Aux États-Unis, à Saint Louis dans le Missouri, un camion défraie la chronique. S’il a des airs de food truck, le camion de Jake Austin ne fait pas dans la restauration. Au lieu de cela, il propose aux personnes sans abris l’accès à une salle de bain itinérante, ainsi qu’aux produits d’hygiène élémentaires. Avec un peu de volonté et d’ingéniosité, Jake Austin a mis sur roue un moyen de rendre à ces personnes une part de dignité due à chaque être humain.
Un camion dans la ville
Ayant travaillé plusieurs années auprès d ‘associations d’aide aux sans-abris, Jake Austin a constaté que certains biens manquaient cruellement aux associations. Si celles-ci étaient capables de fournir la plupart du temps nourriture et vêtements, les produits d’hygiène, quant à eux, étaient bien souvent absents. C’est à ce moment-là que Jake Austin a commencé à apporter lui-même ces produits. Cependant un autre problème se posait : sans accès à une salle de bain, la mise à disposition de ces produits était presque inutile.
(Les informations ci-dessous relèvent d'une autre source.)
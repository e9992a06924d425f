//! The caller surface: one service value, five operations.

use std::fmt;
use std::sync::Arc;
use std::time::Duration;

use crate::authorize::{
    build_authorization_url, AuthorizationDriver, AuthorizationGrant, AuthorizationRequest,
};
use crate::config::{GrantType, OAuthRequestConfig};
use crate::debug::DebugInfo;
use crate::endpoint::TokenEndpointClient;
use crate::error::{Error, Result};
use crate::refresh::refresh_credentials;
use crate::session::SessionManager;
use crate::store::CredentialStore;
use crate::token::TokenBundle;

/// What one acquisition produced, echoing the identity it was stored under.
///
/// `credentials` is `None` when the decision tree refused to fetch
/// (`auto_fetch_token` off with an empty store) or a refresh came back empty.
#[derive(Debug, Clone)]
pub struct TokenAcquisition {
    pub collection_uid: String,
    pub url: String,
    pub credentials: Option<TokenBundle>,
    pub credentials_id: String,
    pub debug: DebugInfo,
}

/// Acquires, caches, refreshes and serves OAuth2 tokens.
///
/// One value serves any number of collections and endpoints; the credential
/// store and the browser-session table are shared behind it. Cheap to share
/// by reference; the authorization driver is only exercised by the
/// authorization code grant.
pub struct TokenMint<D> {
    pub(crate) store: Arc<CredentialStore>,
    pub(crate) sessions: SessionManager,
    pub(crate) endpoint: TokenEndpointClient,
    pub(crate) driver: D,
}

impl<D> fmt::Debug for TokenMint<D> {
    fn fmt(&self, f: &mut fmt::Formatter<'_>) -> fmt::Result {
        f.debug_struct("TokenMint")
            .field("store", &self.store)
            .finish_non_exhaustive()
    }
}

impl<D: AuthorizationDriver> TokenMint<D> {
    /// Start building a `TokenMint` around a specific authorization driver.
    #[must_use]
    pub fn with_driver(driver: D) -> TokenMintBuilder<D> {
        TokenMintBuilder {
            driver,
            store: None,
            http_client: None,
        }
    }

    /// Serve a token for the authorization code grant, driving the user
    /// through the authorization server when nothing usable is cached.
    ///
    /// # Errors
    /// - [`Error::Configuration`] when a required field is missing.
    /// - [`Error::AuthorizationAborted`] / [`Error::AuthorizationRejected`] /
    ///   [`Error::AuthorizationTimeout`] from the authorization window.
    /// - [`Error::TokenEndpoint`] when the code exchange fails.
    pub async fn token_with_authorization_code(
        &self,
        config: &OAuthRequestConfig,
        collection_uid: &str,
        force_fetch: bool,
    ) -> Result<TokenAcquisition> {
        self.acquire(config, collection_uid, force_fetch, GrantType::AuthorizationCode)
            .await
    }

    /// Serve a token for the client credentials grant.
    ///
    /// # Errors
    /// See [`TokenMint::token_with_authorization_code`]; no authorization
    /// window is involved.
    pub async fn token_with_client_credentials(
        &self,
        config: &OAuthRequestConfig,
        collection_uid: &str,
        force_fetch: bool,
    ) -> Result<TokenAcquisition> {
        self.acquire(config, collection_uid, force_fetch, GrantType::ClientCredentials)
            .await
    }

    /// Serve a token for the resource owner password grant.
    ///
    /// # Errors
    /// See [`TokenMint::token_with_authorization_code`]; no authorization
    /// window is involved.
    pub async fn token_with_password(
        &self,
        config: &OAuthRequestConfig,
        collection_uid: &str,
        force_fetch: bool,
    ) -> Result<TokenAcquisition> {
        self.acquire(config, collection_uid, force_fetch, GrantType::Password)
            .await
    }

    /// Force one refresh-token exchange, outside the cache decision tree.
    ///
    /// Refresh failures are absorbed: the stored bundle is cleared and the
    /// acquisition comes back with `credentials: None` and the trace intact.
    ///
    /// # Errors
    /// Only [`Error::Configuration`] when `client_id` is empty.
    pub async fn refresh_token(
        &self,
        config: &OAuthRequestConfig,
        collection_uid: &str,
    ) -> Result<TokenAcquisition> {
        if config.client_id.is_empty() {
            return Err(Error::missing("refresh_token", "client_id"));
        }
        let outcome = refresh_credentials(&self.endpoint, &self.store, config, collection_uid).await;
        Ok(acquisition(
            config,
            collection_uid,
            outcome.credentials,
            outcome.debug,
        ))
    }

    /// Run just the authorization window and hand back the code — the
    /// low-level escape hatch for callers that exchange it themselves.
    ///
    /// # Errors
    /// - [`Error::Configuration`] when a required field is missing.
    /// - The authorization window errors of [`AuthorizationDriver::authorize`].
    pub async fn fetch_authorization_code(
        &self,
        config: &OAuthRequestConfig,
        code_challenge: Option<&str>,
        collection_uid: &str,
    ) -> Result<AuthorizationGrant> {
        config.validate(GrantType::AuthorizationCode)?;
        let authorization_url = build_authorization_url(config, code_challenge)?;
        let callback_url = config
            .callback_url
            .clone()
            .ok_or_else(|| Error::missing("authorization_code", "callback_url"))?;
        let session_id = self
            .sessions
            .session_id(collection_uid, config.access_token_url.as_str());
        self.driver
            .authorize(AuthorizationRequest {
                authorization_url,
                callback_url,
                session_id,
            })
            .await
    }
}

#[cfg(feature = "loopback-driver")]
impl TokenMint<crate::authorize::LoopbackDriver> {
    /// Builder with the default loopback browser driver.
    #[must_use]
    pub fn builder() -> TokenMintBuilder<crate::authorize::LoopbackDriver> {
        Self::with_driver(crate::authorize::LoopbackDriver::default())
    }
}

pub(crate) fn acquisition(
    config: &OAuthRequestConfig,
    collection_uid: &str,
    credentials: Option<TokenBundle>,
    debug: DebugInfo,
) -> TokenAcquisition {
    TokenAcquisition {
        collection_uid: collection_uid.to_string(),
        url: config.access_token_url.to_string(),
        credentials,
        credentials_id: config.credentials_id.clone(),
        debug,
    }
}

/// Builder for [`TokenMint`].
///
/// Defaults: the persistent store at the platform data directory, and an
/// HTTP client with redirects disabled and a 30 second timeout.
#[derive(Debug)]
pub struct TokenMintBuilder<D> {
    driver: D,
    store: Option<Arc<CredentialStore>>,
    http_client: Option<reqwest::Client>,
}

impl<D: AuthorizationDriver> TokenMintBuilder<D> {
    /// Use a specific credential store — an in-memory one for tests, or a
    /// persistent store at a custom location.
    #[must_use]
    pub fn set_store(mut self, store: Arc<CredentialStore>) -> Self {
        self.store = Some(store);
        self
    }

    /// Optionally specify the `reqwest::Client` used for token-endpoint
    /// requests. When setting a custom client, please make sure to set the
    /// `redirect` policy to `Policy::none()` to prevent SSRF vulnerabilities.
    #[must_use]
    pub fn set_http_client(mut self, client: reqwest::Client) -> Self {
        self.http_client = Some(client);
        self
    }

    /// Build the [`TokenMint`].
    ///
    /// # Errors
    /// Fails with [`Error::Store`] when no store was injected and the default
    /// persistent store cannot be opened.
    ///
    /// # Panics
    /// Panics if [`Self::set_http_client`] was not called and
    /// `reqwest::Client` cannot be constructed (TLS backend initialisation).
    pub fn build(self) -> Result<TokenMint<D>> {
        let store = match self.store {
            Some(store) => store,
            None => Arc::new(CredentialStore::open_default()?),
        };
        let http = self.http_client.unwrap_or_else(|| {
            reqwest::Client::builder()
                .redirect(reqwest::redirect::Policy::none())
                .timeout(Duration::from_secs(30))
                .build()
                .expect("Failed to create reqwest client")
        });
        Ok(TokenMint {
            store,
            sessions: SessionManager::new(),
            endpoint: TokenEndpointClient::new(http),
            driver: self.driver,
        })
    }
}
Jake Austin a alors eu l’idée de proposer aux sans-abris une « salle de bain sur roues » : Shower for the People. Pour cela, il a acheté un vieux camion sur l’équivalent américain du site LeBonCoin, investissant 5000 dollars de sa poche, et finançant les travaux nécessaires à l’aménagement du camion via une plateforme de financement solidaire. À l’intérieur du camion, on trouve aujourd’hui deux cabines de douche, des lavabos et des miroirs. Fournis à côté sont aussi serviettes propres, brosses à dent, dentifrice, gel douche, shampooing et rasoirs. L’eau, quant à elle, est fournie grâce à un système qui permet au camion de se brancher sur les bouches d’incendie, et est ensuite chauffée grâce à un chauffe-eau externe.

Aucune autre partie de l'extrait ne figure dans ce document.